Cielo (Alison McAlpine)


While we await a proper release of Terrence Malick’s Voyage of Time, another documentary that looks at the awe and wonder of our earth (and beyond) is world-premiering at the New York Film Festival. Cielo, the feature debut from Alison McAlpine (Second Sight), explores the heavens above the Andes and the Atacama Desert in northern Chile. The first trailer showed stunning skyscapes and introduces the astronomers, fishermen, miners, and cowboys that take us on this journey.



We’ll concede that this is a bit of a cheat, as it’s an entire section of the festival, but if you’re in-between movies during NYFF’s first weekend, there’s no better place for cutting-edge virtual-reality exhibits and more boundary-pushing technology than these free events. Of perhaps the most interest is Lucasfilm and its visual-effects division, Industrial Light & Magic, publicly debuting a Virtual Production toolset, which allows “filmmakers to build and scout a virtual set, manipulate props, puppeteer characters and vehicles, even compose shots to create virtual storyboards.”
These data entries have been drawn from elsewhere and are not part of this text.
//! Bone discovery for the procedural rig.
//!
//! Models arrive with inconsistent bone naming (VRM humanoid, VRoid `J_Bip_*`,
//! Mixamo, hand-rigged). Bones are classified once at load time by
//! case-insensitive substring rules and stored as node handles.

use serde::Serialize;

use super::scene::{NodeId, SceneGraph};

/// Which side of the body a bone name refers to
#[derive(Debug, Clone, Copy, PartialEq, Eq)]
enum Side {
    Left,
    Right,
}

/// Classify the side of a lowercased bone name.
///
/// `left`/`right` may appear anywhere (`lefteye`, `mixamorig:leftarm`); the
/// single-letter forms only count as a whole `_`/`.`/`:`-separated token so
/// that `j_bip_r_lowerarm` is not read as left via `_l`.
fn side_of(name: &str) -> Option<Side> {
    let has_token = |t: &str| {
        name.split(|c: char| c == '_' || c == '.' || c == ':' || c == '-' || c == ' ')
            .any(|tok| tok == t)
    };

    if name.contains("left") || has_token("l") {
        Some(Side::Left)
    } else if name.contains("right") || has_token("r") {
        Some(Side::Right)
    } else {
        None
    }
}

/// Resolved bone handles for everything the animator drives
#[derive(Debug, Clone, Default, PartialEq, Eq, Serialize)]
pub struct RigBones {
    pub left_eye: Option<NodeId>,
    pub right_eye: Option<NodeId>,
    pub left_upper_arm: Option<NodeId>,
    pub right_upper_arm: Option<NodeId>,
    pub left_lower_arm: Option<NodeId>,
    pub right_lower_arm: Option<NodeId>,
    pub left_hand: Option<NodeId>,
    pub right_hand: Option<NodeId>,
    pub spine: Option<NodeId>,
    pub chest: Option<NodeId>,
    pub neck: Option<NodeId>,
    pub head: Option<NodeId>,
}

impl RigBones {
    /// Classify every bone of the scene.
    pub fn resolve<S: SceneGraph + ?Sized>(scene: &S) -> Self {
        Self::from_names(scene.bones())
    }

    /// Classify `(node, name)` pairs in traversal order.
    ///
    /// Later matches overwrite earlier ones for eyes, arms, hands, neck and
    /// head; spine and chest keep their first match.
    pub fn from_names<'a, I>(bones: I) -> Self
    where
        I: IntoIterator<Item = (NodeId, &'a str)>,
    {
        let mut rig = Self::default();
        let mut sided_eyes = 0usize;

        for (node, raw) in bones {
            let name = raw.to_lowercase();
            let side = side_of(&name);

            if name.contains("eye") {
                match side {
                    Some(Side::Left) => {
                        rig.left_eye = Some(node);
                        sided_eyes += 1;
                        tracing::debug!("Found left eye bone: {}", raw);
                    }
                    Some(Side::Right) => {
                        rig.right_eye = Some(node);
                        sided_eyes += 1;
                        tracing::debug!("Found right eye bone: {}", raw);
                    }
                    None if rig.left_eye.is_none() && sided_eyes == 0 => {
                        rig.left_eye = Some(node);
                        tracing::debug!("Using unsided eye bone as left: {}", raw);
                    }
                    None if rig.right_eye.is_none() && sided_eyes == 1 => {
                        rig.right_eye = Some(node);
                        tracing::debug!("Using unsided eye bone as right: {}", raw);
                    }
                    None => {}
                }
            }

            if name.contains("upperarm") || name.contains("upper_arm") || name.contains("shoulder")
            {
                match side {
                    Some(Side::Left) => rig.left_upper_arm = Some(node),
                    Some(Side::Right) => rig.right_upper_arm = Some(node),
                    None => {}
                }
            } else if name.contains("lowerarm")
                || name.contains("lower_arm")
                || name.contains("forearm")
            {
                match side {
                    Some(Side::Left) => rig.left_lower_arm = Some(node),
                    Some(Side::Right) => rig.right_lower_arm = Some(node),
                    None => {}
                }
            } else if name.contains("hand") {
                match side {
                    Some(Side::Left) => rig.left_hand = Some(node),
                    Some(Side::Right) => rig.right_hand = Some(node),
                    None => {}
                }
            } else if name.contains("spine") || name.contains("chest") {
                if rig.spine.is_none() && name.contains("spine") {
                    rig.spine = Some(node);
                }
                if rig.chest.is_none() && name.contains("chest") {
                    rig.chest = Some(node);
                }
            } else if name.contains("neck") {
                rig.neck = Some(node);
            } else if name.contains("head") {
                rig.head = Some(node);
            }

            if rig.left_upper_arm.is_none()
                && side == Some(Side::Left)
                && (name.contains("l_arm") || name == "leftarm" || name == "left_arm")
            {
                rig.left_upper_arm = Some(node);
            }
            if rig.right_upper_arm.is_none()
                && side == Some(Side::Right)
                && (name.contains("r_arm") || name == "rightarm" || name == "right_arm")
            {
                rig.right_upper_arm = Some(node);
            }
        }

        tracing::info!("Found {} eye bones for blinking", rig.eye_count());
        tracing::debug!("Resolved rig: {:?}", rig);

        rig
    }

    pub fn eye_count(&self) -> usize {
        self.left_eye.is_some() as usize + self.right_eye.is_some() as usize
    }

    /// Both eyes, if both were found
    pub fn eyes(&self) -> Option<(NodeId, NodeId)> {
        self.left_eye.zip(self.right_eye)
    }

    /// Both upper arms, if both were found
    pub fn upper_arms(&self) -> Option<(NodeId, NodeId)> {
        self.left_upper_arm.zip(self.right_upper_arm)
    }
}

#[cfg(test)]
mod tests {
    use super::*;
    use crate::avatar::scene::Scene;

    fn resolve(names: &[&str]) -> RigBones {
        RigBones::from_names(names.iter().copied().enumerate())
    }

    #[test]
    fn test_vroid_humanoid() {
        let scene = Scene::humanoid();
        let rig = RigBones::resolve(&scene);

        assert_eq!(rig.left_eye, scene.find_bone("J_Adj_L_FaceEye"));
        assert_eq!(rig.right_eye, scene.find_bone("J_Adj_R_FaceEye"));
        // Shoulder matches first, the upper arm later overwrites it
        assert_eq!(rig.left_upper_arm, scene.find_bone("J_Bip_L_UpperArm"));
        assert_eq!(rig.right_upper_arm, scene.find_bone("J_Bip_R_UpperArm"));
        assert_eq!(rig.right_lower_arm, scene.find_bone("J_Bip_R_LowerArm"));
        assert_eq!(rig.left_lower_arm, scene.find_bone("J_Bip_L_LowerArm"));
        assert_eq!(rig.right_hand, scene.find_bone("J_Bip_R_Hand"));
        assert_eq!(rig.spine, scene.find_bone("J_Bip_C_Spine"));
        assert_eq!(rig.chest, scene.find_bone("J_Bip_C_Chest"));
        assert_eq!(rig.neck, scene.find_bone("J_Bip_C_Neck"));
        assert_eq!(rig.head, scene.find_bone("J_Bip_C_Head"));
    }

    #[test]
    fn test_vrm_humanoid_names() {
        let rig = resolve(&[
            "leftEye",
            "rightEye",
            "leftUpperArm",
            "rightUpperArm",
            "leftLowerArm",
            "rightLowerArm",
            "leftHand",
            "rightHand",
        ]);

        assert_eq!(rig.eyes(), Some((0, 1)));
        assert_eq!(rig.upper_arms(), Some((2, 3)));
        assert_eq!(rig.left_lower_arm, Some(4));
        assert_eq!(rig.right_lower_arm, Some(5));
        assert_eq!(rig.left_hand, Some(6));
        assert_eq!(rig.right_hand, Some(7));
    }

    #[test]
    fn test_unsided_eyes_fill_left_then_right() {
        let rig = resolve(&["Eye", "Eye.001"]);
        assert_eq!(rig.left_eye, Some(0));
        assert_eq!(rig.right_eye, None);

        // A second unsided eye only fills right once one sided eye was seen
        let rig = resolve(&["eye_L", "EyeBall"]);
        assert_eq!(rig.left_eye, Some(0));
        assert_eq!(rig.right_eye, Some(1));
    }

    #[test]
    fn test_spine_and_chest_keep_first_match() {
        let rig = resolve(&["Spine", "Spine1", "Chest", "UpperChest"]);
        assert_eq!(rig.spine, Some(0));
        assert_eq!(rig.chest, Some(2));
    }

    #[test]
    fn test_arm_fallback_names() {
        let rig = resolve(&["LeftArm", "Right_Arm", "l_arm_twist"]);
        assert_eq!(rig.left_upper_arm, Some(0));
        assert_eq!(rig.right_upper_arm, Some(1));
    }

    #[test]
    fn test_arm_fallback_respects_side() {
        // `left_lower_arm` contains `r_arm` but is a left bone
        let rig = resolve(&["left_upper_arm", "left_lower_arm"]);
        assert_eq!(rig.left_upper_arm, Some(0));
        assert_eq!(rig.right_upper_arm, None);
        assert!(rig.upper_arms().is_none());
    }

    #[test]
    fn test_missing_bones_stay_empty() {
        let rig = resolve(&["Hips", "Root"]);
        assert_eq!(rig, RigBones::default());
        assert_eq!(rig.eye_count(), 0);
        assert!(rig.eyes().is_none());
    }
}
Did You Wonder Who Fired the Gun? (Travis Wilkerson)


Earning acclaim since debuting his project at Sundance, Travis Wilkerson gets personal in his latest documentary. Did You Wonder Who Fired the Gun? explores the story of his white-supremacist great-grandfather, S.E. Branch, who murdered an African-American man in his small town of Dothan, Alabama in 1946. Playing as both an investigation of this (uncharged) crime and a look into his own family, it looks to be an unfortunately essential documentary.

Félicité (Alain Gomis)


A wild and adventurous fourth feature from French-African director Alain Gomis, Félicité find ourselves in Kinshasa, capital of the Democratic Republic of the Congo, one of the world’s most dangerous places and a hard place in the best of times to make a living. Gomis, alongside cinematographer Céline Bozon, photograph the city as a wild, confused metropolis, unspooling over new-money concrete blocks, dirt tracks and a make-shift hazardous slums. It’s where Félicité, played with style and jazz by Congolese theatre actor Vero Tshanda Beya, works hand-to-mouth as a singer in raucous night clubs. The opening scene shows Félicité in full voice in a dive bar, where men drunkenly brawl and wads of notes are sent her way in reckless abandon, shot with an explosive energy. – Ed F. (full review)

Filmworker (Tony Zierra)


There’s perhaps no filmmaker at the center of more documentaries than Stanley Kubrick, but a new one coming to NYFF proves that not every angle about his legendary filmography and life has been explored. Filmworker takes a look at the life of Leon Vitali, who first met Kubrick playing Lord Bullingdon in Barry Lyndon and would go on to become a close assistant to the director, even overseeing restorations of his films after his passing. With interviews from Vitali himself and many others in Kubrick’s close circle, hopefully this brings more insight to a unique relationship.

Four Sisters (Claude Lanzmann)


Not one, not two, not three, but four new films from Claude Lanzmann will world-premiere at the New York Film Festival. While that sounds like a daunting undertaking from the director of the essential epic Shoah, these four films are, understandably, a bit shorter. Four Sisters consists of interviews from around the Shoah shoot featuring “four women from four different areas of Eastern Europe with four different destinies, each finding herself unexpectedly and improbably alive after war’s end.”